In Vous Nous Ils – le 24 mai 2013 :
Accéder au site source de notre article.
Dès la rentrée prochaine, 10 académies expérimenteront le dispositif « ABCD de l’égalité », mis en place par le ministère de l’éducation nationale en collaboration avec le ministère des droits des femmes. Objectif : lutter contre les stéréotypes sexués à l’école. Entretien avec Patrick Bacry, en charge de la mission Egalité filles-garçons dans l’académie de Créteil.
En quoi consiste le programme « ABCD de l’égalité », qui sera expérimenté notamment dans l’académie de Créteil à partir de septembre ?
Il s’agit de déconstruire les stéréotypes filles-garçons, qui régissent la société tout entière. L’école n’est que le réceptacle du problème mais les enseignants jouent un rôle important. Ils peuvent inconsciemment contribuer à entretenir certains clichés. Ainsi, en matière d’orientation, les filles sont par exemple sous-représentées dans les métiers de l’informatique et dans les écoles d’ingénieurs alors qu’elles sont très nombreuses à suivre des études médicales. L’objectif est de changer de discours pour ne fermer aucune porte. Cette initiative « ABCD de l’égalité » intervient dans un contexte favorable : la convention interministérielle pour l’égalité entre les filles et les garçons a été signée en février pour la période 2013–2018. Le gouvernement a également décidé de nommer un haut fonctionnaire à l’égalité des droits dans chaque ministère. Et, au niveau européen, des recommandations ont aussi été faites, et des campagnes menées sur l’accès des filles aux filières scientifiques.

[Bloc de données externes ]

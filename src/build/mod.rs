//! Documentation build pipelines
//!
//! A pipeline turns a release's source archive into a directory of static
//! documentation at a destination path. Pipelines must publish atomically:
//! either the destination appears complete or not at all.

mod archive;
mod make;

pub use make::MakePipeline;

use crate::error::DocResult;
use async_trait::async_trait;
use std::path::{Path, PathBuf};

/// Max number of output lines to include in build error messages.
const BUILD_ERROR_TAIL_LINES: usize = 50;

/// Named parameters handed to every build
#[derive(Debug, Clone, PartialEq, Eq)]
pub struct BuildParams {
    /// URL the built docs will be served under, for cross-links
    pub base_url: String,

    /// Folder with assets shared across all projects
    pub shared_resource_folder: PathBuf,
}

/// Builds documentation for one release
#[async_trait]
pub trait BuildPipeline: Send + Sync {
    /// Build the archive at `source_location` into `destination`
    async fn build(
        &self,
        source_location: &str,
        destination: &Path,
        params: &BuildParams,
    ) -> DocResult<()>;

    /// Human-readable pipeline name for logs
    fn pipeline_name(&self) -> &'static str;
}

/// Extract the useful tail of build output for error diagnostics.
///
/// Combines stdout and stderr, then returns the last `BUILD_ERROR_TAIL_LINES`
/// lines so error messages are actionable without being overwhelming.
pub(crate) fn build_error_output(stdout: &str, stderr: &str) -> String {
    let lines: Vec<&str> = stdout.lines().chain(stderr.lines()).collect();
    let total = lines.len();
    let tail: Vec<&str> = if total > BUILD_ERROR_TAIL_LINES {
        lines[total - BUILD_ERROR_TAIL_LINES..].to_vec()
    } else {
        lines
    };
    tail.join("\n")
}

#[cfg(test)]
mod tests {
    use super::*;

    #[test]
    fn error_output_keeps_tail() {
        let stdout: String = (0..80).map(|i| format!("line {}\n", i)).collect();
        let output = build_error_output(&stdout, "fatal: no Makefile\n");

        let lines: Vec<&str> = output.lines().collect();
        assert_eq!(lines.len(), BUILD_ERROR_TAIL_LINES);
        assert_eq!(lines.last(), Some(&"fatal: no Makefile"));
        assert_eq!(lines[0], "line 31");
    }

    #[test]
    fn error_output_short() {
        assert_eq!(build_error_output("a\nb", "c"), "a\nb\nc");
        assert_eq!(build_error_output("", ""), "");
    }
}
//! Configuration for docsrv
//!
//! The config file is looked up in this order:
//!
//! 1. `--config <path>` or `DOCSRV_CONFIG`
//! 2. `<config dir>/docsrv/config.toml` (`~/.config` on Linux)
//!
//! A missing file means defaults. A present file is parsed and then checked
//! for values no build could run with.

pub mod schema;

pub use schema::Config;

use crate::error::{DocError, DocResult};
use std::path::{Path, PathBuf};
use tokio::fs;
use tracing::{debug, info};

/// Locates, loads and saves the docsrv config file
pub struct ConfigManager {
    config_path: PathBuf,
}

impl ConfigManager {
    pub fn new() -> Self {
        Self::with_path(Self::default_config_path())
    }

    pub fn with_path(path: PathBuf) -> Self {
        Self { config_path: path }
    }

    /// Manager for an explicit path if one was given, else the default
    pub fn locate(explicit: Option<PathBuf>) -> Self {
        explicit.map_or_else(Self::new, Self::with_path)
    }

    pub fn default_config_path() -> PathBuf {
        dirs::config_dir()
            .unwrap_or_else(|| PathBuf::from("."))
            .join("docsrv")
            .join("config.toml")
    }

    /// Base of the default docs, work and shared folders
    pub fn state_dir() -> PathBuf {
        dirs::state_dir()
            .or_else(dirs::data_local_dir)
            .unwrap_or_else(|| PathBuf::from("."))
            .join("docsrv")
    }

    pub async fn load(&self) -> DocResult<Config> {
        if !self.config_path.exists() {
            debug!("No config at {}, using defaults", self.config_path.display());
            return Ok(Config::default());
        }

        self.load_from_file(&self.config_path).await
    }

    pub async fn load_from_file(&self, path: &Path) -> DocResult<Config> {
        let content = fs::read_to_string(path)
            .await
            .map_err(|e| DocError::io(format!("reading config from {}", path.display()), e))?;

        let invalid = |reason: String| DocError::ConfigInvalid {
            path: path.to_path_buf(),
            reason,
        };
        let config: Config = toml::from_str(&content).map_err(|e| invalid(e.to_string()))?;
        check(&config).map_err(|reason| invalid(reason.to_string()))?;
        Ok(config)
    }

    /// Write `config`, replacing the file in one rename
    pub async fn save(&self, config: &Config) -> DocResult<()> {
        if let Some(parent) = self.config_path.parent() {
            fs::create_dir_all(parent)
                .await
                .map_err(|e| DocError::ConfigDirCreate {
                    path: parent.to_path_buf(),
                    source: e,
                })?;
        }

        let content = toml::to_string_pretty(config)?;
        let staged = self.config_path.with_extension("toml.tmp");
        fs::write(&staged, content)
            .await
            .map_err(|e| DocError::io(format!("writing {}", staged.display()), e))?;
        fs::rename(&staged, &self.config_path).await.map_err(|e| {
            DocError::io(format!("replacing {}", self.config_path.display()), e)
        })?;

        info!("Configuration saved to {}", self.config_path.display());
        Ok(())
    }

    /// Create the docs root and work dir a build writes into
    pub async fn ensure_build_dirs(config: &Config) -> DocResult<()> {
        for dir in [&config.build.docs_root, &config.build.work_dir] {
            fs::create_dir_all(dir).await.map_err(|e| {
                DocError::io(format!("creating directory {}", dir.display()), e)
            })?;
        }
        Ok(())
    }

    pub fn path(&self) -> &Path {
        &self.config_path
    }
}

impl Default for ConfigManager {
    fn default() -> Self {
        Self::new()
    }
}

/// Values that parse but leave docsrv unable to work
fn check(config: &Config) -> Result<(), &'static str> {
    if config.build.command.is_empty() {
        return Err("build.command is empty");
    }
    if config.build.timeout_secs == 0 {
        return Err("build.timeout_secs must be greater than zero");
    }
    if config.source.timeout_secs == 0 {
        return Err("source.timeout_secs must be greater than zero");
    }
    if !matches!(config.general.log_format.as_str(), "text" | "json") {
        return Err("general.log_format must be \"text\" or \"json\"");
    }
    Ok(())
}
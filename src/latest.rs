//! Per-project "latest" release cache
//!
//! Has its own TTL and lock, independent of the catalog: an expired latest
//! entry is re-derived from the catalog, which only goes upstream if its own
//! listing is stale too.

use crate::catalog::ReleaseCatalog;
use crate::error::{DocError, DocResult};
use crate::release::Release;
use crate::version;
use std::collections::HashMap;
use std::sync::Arc;
use std::time::Duration;
use tokio::sync::RwLock;
use tokio::time::Instant;
use tracing::debug;

#[derive(Debug, Clone)]
struct LatestEntry {
    release: Release,
    fetched_at: Instant,
}

/// Resolves and caches the newest well-formed release of each project
pub struct LatestResolver {
    catalog: Arc<ReleaseCatalog>,
    ttl: Duration,
    entries: RwLock<HashMap<String, LatestEntry>>,
}

impl LatestResolver {
    pub fn new(catalog: Arc<ReleaseCatalog>, ttl: Duration) -> Self {
        Self {
            catalog,
            ttl,
            entries: RwLock::new(HashMap::new()),
        }
    }

    /// The release with the greatest well-formed tag.
    ///
    /// Fails with `NoReleases` when the project has no well-formed tag.
    pub async fn resolve_latest(&self, project: &str, force_refresh: bool) -> DocResult<Release> {
        if !force_refresh {
            if let Some(entry) = self.entries.read().await.get(project) {
                if entry.fetched_at.elapsed() < self.ttl {
                    return Ok(entry.release.clone());
                }
            }
        }

        let catalog = self.catalog.entry(project, force_refresh).await?;
        let release = version::latest_of(catalog.releases())
            .cloned()
            .ok_or_else(|| DocError::NoReleases(project.to_string()))?;

        debug!("Latest release of {} is {}", project, release.tag);
        self.entries.write().await.insert(
            project.to_string(),
            LatestEntry {
                release: release.clone(),
                fetched_at: Instant::now(),
            },
        );

        Ok(release)
    }

    /// Drop the cached latest release of `project`
    pub async fn invalidate(&self, project: &str) {
        self.entries.write().await.remove(project);
    }
}

#[cfg(test)]
mod tests {
    use super::*;
    use crate::release::MemorySource;

    const CATALOG_TTL: Duration = Duration::from_secs(300);
    const LATEST_TTL: Duration = Duration::from_secs(60);

    fn resolver(source: Arc<MemorySource>) -> LatestResolver {
        let catalog = Arc::new(ReleaseCatalog::new(
            source,
            CATALOG_TTL,
            Duration::from_secs(5),
        ));
        LatestResolver::new(catalog, LATEST_TTL)
    }

    #[tokio::test(start_paused = true)]
    async fn picks_greatest_tag() {
        let source = Arc::new(MemorySource::new());
        source.add("p", "1.0.0", "a");
        source.add("p", "1.2.0", "b");
        source.add("p", "1.1.5", "c");

        let latest = resolver(source).resolve_latest("p", false).await.unwrap();
        assert_eq!(latest.tag.as_str(), "1.2.0");
        assert_eq!(latest.source_location, "b");
    }

    #[tokio::test(start_paused = true)]
    async fn malformed_tags_are_ignored() {
        let source = Arc::new(MemorySource::new());
        source.add("p", "abc", "a");
        source.add("p", "1.0.0", "b");
        source.add("q", "abc", "c");
        let resolver = resolver(source);

        let latest = resolver.resolve_latest("p", false).await.unwrap();
        assert_eq!(latest.tag.as_str(), "1.0.0");

        let err = resolver.resolve_latest("q", false).await.unwrap_err();
        assert!(matches!(err, DocError::NoReleases(ref p) if p == "q"));
    }

    #[tokio::test(start_paused = true)]
    async fn unknown_project_has_no_releases() {
        let source = Arc::new(MemorySource::new());
        let err = resolver(source)
            .resolve_latest("ghost", false)
            .await
            .unwrap_err();
        assert!(matches!(err, DocError::NoReleases(_)));
    }

    #[tokio::test(start_paused = true)]
    async fn duplicate_tags_resolve_deterministically() {
        let source = Arc::new(MemorySource::new());
        source.add("p", "2.0.0", "first");
        source.add("p", "2.0.0", "second");
        let resolver = resolver(source);

        for _ in 0..3 {
            let latest = resolver.resolve_latest("p", true).await.unwrap();
            assert_eq!(latest.source_location, "first");
        }
    }

    #[tokio::test(start_paused = true)]
    async fn expiry_reuses_fresh_catalog() {
        let source = Arc::new(MemorySource::new());
        source.add("p", "1.0.0", "a");
        let resolver = resolver(source.clone());

        resolver.resolve_latest("p", false).await.unwrap();
        tokio::time::advance(LATEST_TTL + Duration::from_secs(1)).await;
        resolver.resolve_latest("p", false).await.unwrap();

        // Latest expired, catalog did not
        assert_eq!(source.list_calls(), 1);
    }

    #[tokio::test(start_paused = true)]
    async fn fresh_latest_is_cached() {
        let source = Arc::new(MemorySource::new());
        source.add("p", "1.0.0", "a");
        let resolver = resolver(source.clone());

        resolver.resolve_latest("p", false).await.unwrap();
        source.add("p", "2.0.0", "b");
        let latest = resolver.resolve_latest("p", false).await.unwrap();
        assert_eq!(latest.tag.as_str(), "1.0.0");

        let latest = resolver.resolve_latest("p", true).await.unwrap();
        assert_eq!(latest.tag.as_str(), "2.0.0");
        assert_eq!(source.list_calls(), 2);
    }
}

Quelle forme prendra ce dispositif ?
Toutes les écoles ne participeront pas à l’expérimentation. Néanmoins, rien que dans l’académie de Créteil, environ 150 classes s’inscrivent dans le projet. Les inspecteurs du 1er degré, les conseillers pédagogiques de circonscription et les professeurs des écoles seront formés et accompagnés au cours de l’année scolaire 2013–2014. Il s’agit de les sensibiliser pour que les filles et les garçons soient traités sur un pied d’égalité dès l’école maternelle. À cet effet, le CNDP, partenaire du dispositif, mettra en ligne des outils et des documents accessibles à tous les formateurs et enseignants concernés.
Quel est le besoin de provoquer une prise de conscience chez les enseignants ?
Il n’est en aucun cas question de partir en croisade contre les pratiques des enseignants mais au contraire de favoriser une réflexion sur celles-ci. Beaucoup n’ont pas, ou très peu, entendu parler de cette question de l’égalité au cours de leur formation initiale. Et, sans en avoir conscience, ils peuvent adopter des attitudes et avoir des attentes différentes avec leurs élèves filles et garçons, considérer dans leurs annotations qu’un garçon « peut mieux faire » alors qu’une fille, elle, « fait tout son possible ». Une différence de traitement à laquelle il s’agit d’être attentif.
Par quels moyens concrets, les enseignants peuvent-ils agir ?
Ils peuvent parfois revoir l’organisation de la classe et la répartition physique des élèves. Des situations étonnantes sont observées par les chercheurs : il est intéressant de se servir de leurs grilles d’observation pour bâtir un système plus égalitaire. Les professeurs des écoles peuvent ainsi distribuer différemment la parole en classe, en veillant à avoir la même attitude selon qu’il s’agit d’une fille ou d’un garçon. Dans les enseignements disciplinaires, on peut s’attacher à redonner leur place aux femmes parfois « oubliées » par les manuels. Enfin, dans la cour de récréation, les enseignants peuvent également influer sur son organisation, et par exemple favoriser les jeux collectifs, comme le football, entre les filles et les garçons.